Steamboats 5


Island Queen Burns

Island Queen Burning.jpg (89424 bytes)

  On November 4, 1922  4 steamboats were moored together at the Public Landing. A fire started on one boat and quickly spread to the other three. They were finally separated and pulled into the Ohio River. This real photo postcard shows the boats from the Kentucky shore after they had been pulled apart. You can see the Chris Greene in the foreground. The first Island Queen is shown burning in the background. The Steamboats Tacoma and The Morning Star are also burning in the background but can not be seen clearly. The Fred Hall ,passing through, is the second Steamboat. 







1793-Cincinnati merchant Jacob Meyers starts the first weekly keelboat passenger service between Cincinnati and Pittsburgh.

1798-John Fitch builds the first steamboat on the Ohio at Bardstown, Ky. Failing to find backers, he commits suicide.

1807-Robert Fulton Builds his first steamboat on the Hudson River.

1811-Keelboats make the round trip between Cincinnati and New Orleans in 78 days. Passage is $160.

1811-Fulton's steamboat, New Orleans, is built at Pittsburgh and sailed down the Ohio and Mississippi Rivers to New Orleans. When it arrived in Cincinnati on October 27, 1811 she was forced to anchor in midstream, as the levee had not yet been built. It is the first steamboat in western waters. Passage is $30.
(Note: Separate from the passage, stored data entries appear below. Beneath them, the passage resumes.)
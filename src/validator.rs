// src/validator.rs
//! Pluggable predicates that gate completion of an input session.
//!
//! A validator is a total, side-effect-free `&str -> bool`. It only ever
//! sees a shared borrow of the text, so it cannot mutate its argument.

use serde::de::IgnoredAny;
use serde::Deserialize;
use std::borrow::Cow;
use std::fmt;
use std::sync::Arc;

/// A named text predicate.
#[derive(Clone)]
pub struct Validator {
    name: Cow<'static, str>,
    check: Arc<dyn Fn(&str) -> bool + Send + Sync>,
}

impl Validator {
    /// Wraps a custom predicate.
    pub fn new<F>(name: impl Into<Cow<'static, str>>, check: F) -> Self
    where
        F: Fn(&str) -> bool + Send + Sync + 'static,
    {
        Self {
            name: name.into(),
            check: Arc::new(check),
        }
    }

    /// Accepts any text with at least one character.
    pub fn not_empty() -> Self {
        Self::new("not-empty", is_not_empty)
    }

    /// Accepts text that parses as a complete JSON document.
    pub fn json() -> Self {
        Self::new("json", is_json)
    }

    pub fn check(&self, text: &str) -> bool {
        (self.check)(text)
    }

    pub fn name(&self) -> &str {
        &self.name
    }
}

impl Default for Validator {
    fn default() -> Self {
        Self::not_empty()
    }
}

impl fmt::Debug for Validator {
    fn fmt(&self, f: &mut fmt::Formatter<'_>) -> fmt::Result {
        f.debug_tuple("Validator").field(&self.name).finish()
    }
}

/// Built-in validators, selectable by name from the CLI or a config file.
#[derive(Debug, Clone, Copy, PartialEq, Eq, Deserialize, clap::ValueEnum)]
#[serde(rename_all = "kebab-case")]
pub enum BuiltinValidator {
    #[serde(alias = "not_empty", alias = "isNotEmpty")]
    NotEmpty,
    #[serde(alias = "isJSON")]
    Json,
}

impl From<BuiltinValidator> for Validator {
    fn from(kind: BuiltinValidator) -> Self {
        match kind {
            BuiltinValidator::NotEmpty => Validator::not_empty(),
            BuiltinValidator::Json => Validator::json(),
        }
    }
}

fn is_not_empty(text: &str) -> bool {
    !text.is_empty()
}

/// Full parse with the value discarded.
fn is_json(text: &str) -> bool {
    serde_json::from_str::<IgnoredAny>(text).is_ok()
}
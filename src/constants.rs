// src/constants.rs
//! Constants that define the observable behaviour of a session.
//!
//! Notices are literal replacement text shown in the input area; they are
//! part of the user-facing contract and must not change casually.

use std::time::Duration;

// ---------------------------------------------------------------------------
// Timing
// ---------------------------------------------------------------------------

/// Delay after the last manual edit before validation is recomputed.
pub const DEFAULT_DEBOUNCE_WINDOW: Duration = Duration::from_millis(250);

// ---------------------------------------------------------------------------
// Inline notices
// ---------------------------------------------------------------------------

pub const NOTICE_FILE_READ_FAILED: &str = "<error reading file>";

pub const NOTICE_SINGLE_FILE_ONLY: &str = "<please drop a single input text file>";

pub const NOTICE_CLIPBOARD_READ_FAILED: &str = "<error reading clipboard>";

// ---------------------------------------------------------------------------
// Defaults
// ---------------------------------------------------------------------------

/// Container overlays attach to when the caller names none.
pub const DEFAULT_MOUNT_POINT: &str = "body";

pub const DEFAULT_UPLOAD_METHOD: &str = "POST";

pub const DEFAULT_MIME_TYPE: &str = "text/plain";

pub const DEFAULT_DOWNLOAD_FILENAME: &str = "output";

/// Maximum characters kept when sanitizing a download filename.
pub const FILENAME_MAX_LENGTH: usize = 100;

/// Maximum characters shown when previewing text in log lines.
pub const LOG_PREVIEW_LENGTH: usize = 60;
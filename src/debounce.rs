// src/debounce.rs
//! Trailing-edge debouncer over the tokio timer.
//!
//! Every call cancels the previously scheduled task and schedules a new one
//! carrying the latest argument. The pending task is owned by the debouncer,
//! so dropping the debouncer cancels it as well.

use std::sync::Arc;
use std::time::Duration;
use tokio::task::JoinHandle;

/// Coalesces a burst of calls into one trailing call of `action`.
pub struct Debouncer<T> {
    delay: Duration,
    action: Arc<dyn Fn(T) + Send + Sync>,
    pending: Option<JoinHandle<()>>,
}

impl<T: Send + 'static> Debouncer<T> {
    pub fn new<F>(delay: Duration, action: F) -> Self
    where
        F: Fn(T) + Send + Sync + 'static,
    {
        Self {
            delay,
            action: Arc::new(action),
            pending: None,
        }
    }

    /// Schedules `action(arg)` after the window, superseding any pending call.
    ///
    /// Must be called from within a tokio runtime.
    pub fn call(&mut self, arg: T) {
        self.cancel();

        let action = Arc::clone(&self.action);
        let delay = self.delay;
        self.pending = Some(tokio::spawn(async move {
            tokio::time::sleep(delay).await;
            action(arg);
        }));
    }

    /// Cancels the pending call. Returns `true` if one was still waiting.
    pub fn cancel(&mut self) -> bool {
        match self.pending.take() {
            Some(handle) => {
                let waiting = !handle.is_finished();
                handle.abort();
                waiting
            }
            None => false,
        }
    }
}

impl<T> Drop for Debouncer<T> {
    fn drop(&mut self) {
        if let Some(handle) = self.pending.take() {
            handle.abort();
        }
    }
}

#[cfg(test)]
mod tests {
    use super::*;
    use crate::constants::DEFAULT_DEBOUNCE_WINDOW;
    use parking_lot::Mutex;

    fn recording() -> (Arc<Mutex<Vec<u32>>>, impl Fn(u32) + Send + Sync + 'static) {
        let calls = Arc::new(Mutex::new(Vec::new()));
        let sink = Arc::clone(&calls);
        (calls, move |arg| sink.lock().push(arg))
    }

    #[tokio::test(start_paused = true)]
    async fn burst_fires_once_with_last_argument() {
        let (calls, action) = recording();
        let mut debouncer = Debouncer::new(DEFAULT_DEBOUNCE_WINDOW, action);

        for arg in 1..=5 {
            debouncer.call(arg);
            tokio::time::sleep(Duration::from_millis(100)).await;
        }
        assert!(calls.lock().is_empty());

        tokio::time::sleep(Duration::from_millis(300)).await;
        assert_eq!(*calls.lock(), vec![5]);
        assert!(!debouncer.cancel());
    }

    #[tokio::test(start_paused = true)]
    async fn separated_calls_each_fire() {
        let (calls, action) = recording();
        let mut debouncer = Debouncer::new(Duration::from_millis(50), action);

        debouncer.call(1);
        tokio::time::sleep(Duration::from_millis(60)).await;
        debouncer.call(2);
        tokio::time::sleep(Duration::from_millis(60)).await;

        assert_eq!(*calls.lock(), vec![1, 2]);
    }

    #[tokio::test(start_paused = true)]
    async fn cancel_discards_pending_call() {
        let (calls, action) = recording();
        let mut debouncer = Debouncer::new(DEFAULT_DEBOUNCE_WINDOW, action);

        debouncer.call(7);
        assert!(debouncer.cancel());
        assert!(!debouncer.cancel());

        tokio::time::sleep(Duration::from_millis(500)).await;
        assert!(calls.lock().is_empty());
    }

    #[tokio::test(start_paused = true)]
    async fn drop_cancels_pending_call() {
        let (calls, action) = recording();
        {
            let mut debouncer = Debouncer::new(DEFAULT_DEBOUNCE_WINDOW, action);
            debouncer.call(9);
        }

        tokio::time::sleep(Duration::from_millis(500)).await;
        assert!(calls.lock().is_empty());
    }
}
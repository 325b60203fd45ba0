// src/host/clipboard.rs
//! System clipboard access.
//!
//! arboard is tried first; when it fails the platform's clipboard command is
//! used instead. Both are blocking, so they run on tokio's blocking pool.

use async_trait::async_trait;
use std::io::Write;
use std::process::{Command, Stdio};

use crate::capabilities::Clipboard;
use crate::error::CapabilityError;

#[derive(Debug, Clone, Copy, Default)]
pub struct SystemClipboard;

#[async_trait]
impl Clipboard for SystemClipboard {
    async fn read_text(&self) -> Result<String, CapabilityError> {
        tokio::task::spawn_blocking(read_from_clipboard)
            .await
            .map_err(|e| CapabilityError::Clipboard(format!("Clipboard task failed: {}", e)))?
    }

    async fn write_text(&self, text: &str) -> Result<(), CapabilityError> {
        let content = text.to_string();
        tokio::task::spawn_blocking(move || copy_to_clipboard(&content))
            .await
            .map_err(|e| CapabilityError::Clipboard(format!("Clipboard task failed: {}", e)))?
    }
}

/// Reads text from the system clipboard.
pub fn read_from_clipboard() -> Result<String, CapabilityError> {
    match arboard::Clipboard::new().and_then(|mut c| c.get_text()) {
        Ok(text) => {
            log::debug!("Read {} characters from clipboard using arboard", text.len());
            return Ok(text);
        }
        Err(e) => log::debug!("Arboard read failed: {}, trying platform command", e),
    }

    let (program, args) = platform_paste_command()?;
    read_from_command(program, args)
}

/// Copies content to the system clipboard.
pub fn copy_to_clipboard(content: &str) -> Result<(), CapabilityError> {
    log::debug!("Copying {} characters to clipboard", content.len());

    match arboard::Clipboard::new().and_then(|mut c| c.set_text(content)) {
        Ok(()) => {
            log::info!("Content copied to clipboard using arboard");
            return Ok(());
        }
        Err(e) => log::debug!("Arboard failed: {}, trying platform command", e),
    }

    let (program, args) = platform_copy_command()?;
    let result = pipe_into_command(program, args, content);
    match &result {
        Ok(()) => log::info!("Content copied to clipboard using {}", program),
        Err(e) => log::error!("Failed to copy to clipboard: {}", e),
    }
    result
}

#[cfg(target_os = "linux")]
fn is_wayland() -> bool {
    std::env::var("WAYLAND_DISPLAY").is_ok()
        || std::env::var("XDG_SESSION_TYPE").is_ok_and(|s| s == "wayland")
}

#[cfg(target_os = "linux")]
fn platform_copy_command() -> Result<(&'static str, &'static [&'static str]), CapabilityError> {
    if is_wayland() {
        Ok(("wl-copy", &[]))
    } else {
        Ok(("xclip", &["-selection", "clipboard"]))
    }
}

#[cfg(target_os = "linux")]
fn platform_paste_command() -> Result<(&'static str, &'static [&'static str]), CapabilityError> {
    if is_wayland() {
        Ok(("wl-paste", &["--no-newline"]))
    } else {
        Ok(("xclip", &["-selection", "clipboard", "-o"]))
    }
}

#[cfg(target_os = "macos")]
fn platform_copy_command() -> Result<(&'static str, &'static [&'static str]), CapabilityError> {
    Ok(("pbcopy", &[]))
}

#[cfg(target_os = "macos")]
fn platform_paste_command() -> Result<(&'static str, &'static [&'static str]), CapabilityError> {
    Ok(("pbpaste", &[]))
}

#[cfg(target_os = "windows")]
fn platform_copy_command() -> Result<(&'static str, &'static [&'static str]), CapabilityError> {
    Ok(("clip", &[]))
}

#[cfg(target_os = "windows")]
fn platform_paste_command() -> Result<(&'static str, &'static [&'static str]), CapabilityError> {
    Ok(("powershell", &["-NoProfile", "-Command", "Get-Clipboard -Raw"]))
}

#[cfg(not(any(target_os = "linux", target_os = "macos", target_os = "windows")))]
fn platform_copy_command() -> Result<(&'static str, &'static [&'static str]), CapabilityError> {
    Err(CapabilityError::Clipboard(
        "Clipboard not supported on this platform".to_string(),
    ))
}

#[cfg(not(any(target_os = "linux", target_os = "macos", target_os = "windows")))]
fn platform_paste_command() -> Result<(&'static str, &'static [&'static str]), CapabilityError> {
    platform_copy_command()
}

fn pipe_into_command(program: &str, args: &[&str], content: &str) -> Result<(), CapabilityError> {
    log::debug!("Attempting to copy with {}", program);

    let mut child = Command::new(program)
        .args(args)
        .stdin(Stdio::piped())
        .stdout(Stdio::null())
        .stderr(Stdio::piped())
        .spawn()
        .map_err(|e| CapabilityError::Clipboard(format!("Failed to spawn {}: {}", program, e)))?;

    if let Some(mut stdin) = child.stdin.take() {
        stdin.write_all(content.as_bytes()).map_err(|e| {
            CapabilityError::Clipboard(format!("Failed to write to {}: {}", program, e))
        })?;
    }

    let output = child.wait_with_output().map_err(|e| {
        CapabilityError::Clipboard(format!("Failed to wait for {}: {}", program, e))
    })?;

    if output.status.success() {
        Ok(())
    } else {
        let stderr = String::from_utf8_lossy(&output.stderr);
        Err(CapabilityError::Clipboard(format!(
            "{} failed: {}",
            program, stderr
        )))
    }
}

fn read_from_command(program: &str, args: &[&str]) -> Result<String, CapabilityError> {
    log::debug!("Attempting to paste with {}", program);

    let output = Command::new(program)
        .args(args)
        .stdin(Stdio::null())
        .output()
        .map_err(|e| CapabilityError::Clipboard(format!("Failed to spawn {}: {}", program, e)))?;

    if !output.status.success() {
        let stderr = String::from_utf8_lossy(&output.stderr);
        return Err(CapabilityError::Clipboard(format!(
            "{} failed: {}",
            program, stderr
        )));
    }

    String::from_utf8(output.stdout)
        .map_err(|e| CapabilityError::Clipboard(format!("Clipboard is not text: {}", e)))
}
1814-Henry Shreve and Daniel French build the Enterprise, the fourth steamboat on western waters. Andrew Jackson confiscates the boat to move military supplies during the Battle of New Orleans. The Enterprise is the first steamboat to make the return trip from New Orleans to Louisville.
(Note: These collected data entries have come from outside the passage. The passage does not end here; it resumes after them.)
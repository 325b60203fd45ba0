// src/session/output.rs
//! Output session: present a text artifact and export it.
//!
//! Silent mode (`auto_copy` / `auto_download`) exports without an overlay.
//! Interactive mode mounts an overlay with a raw/preview toggle and export
//! actions. Invoking any export resolves the session whether or not the
//! export itself succeeds; export failures are only logged.

use tokio::sync::mpsc;

use super::{detach_overlay, next_event};
use crate::capabilities::Capabilities;
use crate::config::OutputConfig;
use crate::error::SessionFailure;
use crate::types::OverlayId;
use crate::ui::{OutputEvent, OutputOverlay, OverlayStyle, ViewMode, ViewSwap};

/// Delivers `output` to the user according to `config`.
pub async fn deliver_output(output: String, config: OutputConfig, caps: &Capabilities) {
    if config.is_silent() {
        export_silently(output, &config, caps);
        return;
    }

    match OutputSession::start(output, config, caps.clone()) {
        Some(session) => session.run().await,
        None => log::warn!("Output session resolved without presenting the overlay"),
    }
}

/// Initiates the requested exports and returns without awaiting them.
fn export_silently(output: String, config: &OutputConfig, caps: &Capabilities) {
    log::info!(
        "Exporting {} characters silently (copy: {}, download: {})",
        output.chars().count(),
        config.auto_copy,
        config.auto_download
    );

    if config.auto_copy {
        spawn_copy(caps, output.clone());
    }
    if config.auto_download {
        download(caps, &output, config);
    }
}

struct OutputSession {
    output: String,
    config: OutputConfig,
    caps: Capabilities,
    view: ViewMode,
    overlay: Option<OverlayId>,
    events: Option<mpsc::UnboundedReceiver<OutputEvent>>,
}

impl OutputSession {
    fn start(output: String, config: OutputConfig, caps: Capabilities) -> Option<Self> {
        let view = ViewMode::default();
        let overlay = OutputOverlay {
            text: output.clone(),
            initial_view: view,
            raw_label: config.raw_label.clone(),
            preview_label: config.preview_label.clone(),
            download_label: config.download_label.clone(),
            copy_label: config.copy_label.clone(),
            upload_label: config
                .upload_target
                .as_ref()
                .map(|_| config.upload_label.clone()),
            style: OverlayStyle::output(),
        };

        let mounted = match caps.ui.mount_output(&config.mount, overlay) {
            Ok(mounted) => mounted,
            Err(e) => {
                log::error!("Failed to mount output overlay: {}", e);
                return None;
            }
        };
        log::debug!("Mounted output {} under {}", mounted.id, config.mount);

        Some(Self {
            output,
            config,
            caps,
            view,
            overlay: Some(mounted.id),
            events: Some(mounted.events),
        })
    }

    async fn run(mut self) {
        loop {
            match next_event(&mut self.events).await {
                Some(event) => {
                    if self.on_event(event) {
                        self.finish();
                        return;
                    }
                }
                None => {
                    log::warn!("Output overlay closed its event stream before an export");
                    self.events = None;
                }
            }
        }
    }

    /// Returns `true` once an export was initiated.
    fn on_event(&mut self, event: OutputEvent) -> bool {
        match event {
            OutputEvent::Show(mode) => {
                self.show(mode);
                false
            }
            OutputEvent::Download => {
                download(&self.caps, &self.output, &self.config);
                true
            }
            OutputEvent::Copy => {
                spawn_copy(&self.caps, self.output.clone());
                true
            }
            OutputEvent::Upload => match self.config.upload_target.clone() {
                Some(target) => {
                    let network = self.caps.network.clone();
                    let method = self.config.upload_method.clone();
                    let mime_type = self.config.upload_mime_type.clone();
                    let body = self.output.clone();
                    tokio::spawn(async move {
                        match network.send(&target, &method, &mime_type, &body).await {
                            Ok(()) => log::info!("Uploaded output to {}", target),
                            Err(e) => SessionFailure::Export {
                                action: "upload",
                                cause: e.to_string(),
                            }
                            .report(),
                        }
                    });
                    true
                }
                None => {
                    log::warn!("Upload requested but no upload target is configured");
                    false
                }
            },
        }
    }

    /// Mounts `mode`, detaching the other view. Showing the current view is a no-op.
    fn show(&mut self, mode: ViewMode) {
        if mode == self.view {
            return;
        }

        let swap = ViewSwap {
            detach: self.view,
            attach: mode,
        };
        if let Some(id) = self.overlay {
            self.caps.ui.swap_view(id, swap);
        }
        log::debug!("Switched output view {:?} -> {:?}", swap.detach, swap.attach);
        self.view = mode;
    }

    fn finish(&mut self) {
        detach_overlay(self.caps.ui.as_ref(), &self.config.mount, &mut self.overlay);
        log::info!("Output session resolved");
    }
}

fn spawn_copy(caps: &Capabilities, text: String) {
    let clipboard = caps.clipboard.clone();
    tokio::spawn(async move {
        match clipboard.write_text(&text).await {
            Ok(()) => log::info!("Output copied to clipboard"),
            Err(e) => SessionFailure::Export {
                action: "copy",
                cause: e.to_string(),
            }
            .report(),
        }
    });
}

fn download(caps: &Capabilities, text: &str, config: &OutputConfig) {
    match caps
        .download
        .save(text, &config.download_filename, &config.download_mime_type)
    {
        Ok(()) => log::info!("Saved output as {}", config.download_filename),
        Err(e) => SessionFailure::Export {
            action: "download",
            cause: e.to_string(),
        }
        .report(),
    }
}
1816-Henry Shreve builds the George Washington at Wheeling, W. Va. The 150'. 400 ton side-wheeler sets the pattern for all future steamboats, with a shallow hull, horizontal boilers on the main deck, passenger cabins on the second deck, twin smokestacks and a pilot house. Shreve names his passenger cabins after states of the union, calling them staterooms.
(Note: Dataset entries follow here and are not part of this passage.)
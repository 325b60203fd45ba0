// src/host/http.rs
//! reqwest-backed prefill fetch and upload.
//!
//! Thin wrappers: no parsing, no retries. The fetch side swallows every
//! failure into empty text; the upload side reports failures to the caller,
//! which only logs them.

use async_trait::async_trait;
use reqwest::{header, Client, Method, Response};

use crate::capabilities::{NetworkDelivery, TextFetch};
use crate::error::{AppError, CapabilityError};
use crate::types::{HttpMethod, RemoteUrl};

/// Fetches prefill text with a GET request.
#[derive(Clone, Default)]
pub struct HttpTextFetch {
    client: Client,
}

impl HttpTextFetch {
    pub fn new() -> Result<Self, AppError> {
        Ok(Self {
            client: Client::builder().build()?,
        })
    }

    async fn try_fetch(&self, source: &RemoteUrl) -> Result<String, reqwest::Error> {
        log::debug!("GET {}", source);
        let response = self.client.get(source.as_url().clone()).send().await?;
        extract_ok_text(response).await
    }
}

#[async_trait]
impl TextFetch for HttpTextFetch {
    async fn fetch(&self, source: &RemoteUrl) -> String {
        match self.try_fetch(source).await {
            Ok(text) => text,
            Err(e) => {
                log::warn!("Prefill fetch from {} failed: {}", source, e);
                String::new()
            }
        }
    }
}

/// Non-success statuses yield empty text.
async fn extract_ok_text(response: Response) -> Result<String, reqwest::Error> {
    let status = response.status();
    if !status.is_success() {
        log::warn!("{} responded with {}", response.url(), status);
        return Ok(String::new());
    }
    response.text().await
}

/// Sends the raw output text as the request body.
#[derive(Clone, Default)]
pub struct HttpDelivery {
    client: Client,
}

impl HttpDelivery {
    pub fn new() -> Result<Self, AppError> {
        Ok(Self {
            client: Client::builder().build()?,
        })
    }
}

#[async_trait]
impl NetworkDelivery for HttpDelivery {
    async fn send(
        &self,
        target: &RemoteUrl,
        method: &HttpMethod,
        mime_type: &str,
        body: &str,
    ) -> Result<(), CapabilityError> {
        let network_error = |reason: String| CapabilityError::Network {
            target: target.to_string(),
            reason,
        };

        let method = Method::from_bytes(method.as_str().as_bytes())
            .map_err(|e| network_error(e.to_string()))?;
        log::debug!("{} {} ({} bytes, {})", method, target, body.len(), mime_type);

        let response = self
            .client
            .request(method, target.as_url().clone())
            .header(header::CONTENT_TYPE, mime_type)
            .body(body.to_string())
            .send()
            .await
            .map_err(|e| network_error(e.to_string()))?;

        let status = response.status();
        if status.is_success() {
            Ok(())
        } else {
            Err(network_error(format!("server responded with {}", status)))
        }
    }
}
1816-The Vesta is the first steamboat to be built at Cincinnati's Fulton shipyards.

1817-The Zebulon Pike, built at Cincinnati, is the first vessel designed exclusively for passenger service, the first official mail carrier and the first steamboat to reach St. Louis. It is the first boat in the Cincinnati-based United States Mail Line, which became the longest lasting steamboat line.

1819-Seven steamboats are built at Cincinnati.

1820-The 1,480 mile, 16 day passage from New Orleans to Cincinnati, against the river current, is $15. The Cincinnati to New Orleans passage takes eight days and costs $25.

1830-The Louisville & Portland Canal is completed. It bypasses the Ohio rapids at Louisville and allows cargo and passengers to travel on one boat all the way from Pittsburgh to New Orleans without waiting for high water or changing boats.

1834-By this date, 304 steamboats have been built at Pittsburgh, 221 at Cincinnati and Covington, and 103 at Louisville.

1841-After 31 days in office, president William Henry Harrison, a Cincinnatian dies from a cold. After his burial near his home at North Bend on the Ohio River, it became a tradition for all steamboats to blow a low whistle when passing his tomb.

1845-Steamboat builders add a third deck just as Texas is admitted to the Union as the 28th state. In the tradition of naming cabins after states, the new deck is called the Texas.

1852-8,000 landings are recorded at Cincinnati at the peak of the steamboat era.

1861-The Civil War starts and all traffic on the Mississippi River is suspended. Shipyards begin converting steamboats to iron clad gunboats.

1863-The gunboat Cincinnati is sunk by gunfire at Vicksburg.

1867-The first bridge over the Ohio River, The Suspension Bridge, is completed between Covington Ky. and Cincinnati.

1870-Responding to competition from the railroads, Boat owners begin building "floating palaces," made for speed and elegance. The best boats are called Cincinnati boats.

1881-All river traffic is halted when the Ohio River reaches the lowest level on record, 1 foot, 9 inches.

1890-Cincinnatian Gordon C. Greene and wife Mary buy the H. K. Bedford, the first boat in the Greene Line.

1893-Gordon Greene buys a second boat, the Argand. Unable to pay a second captain, Mary Greene takes the Argand. She is the only licensed woman pilot on the river.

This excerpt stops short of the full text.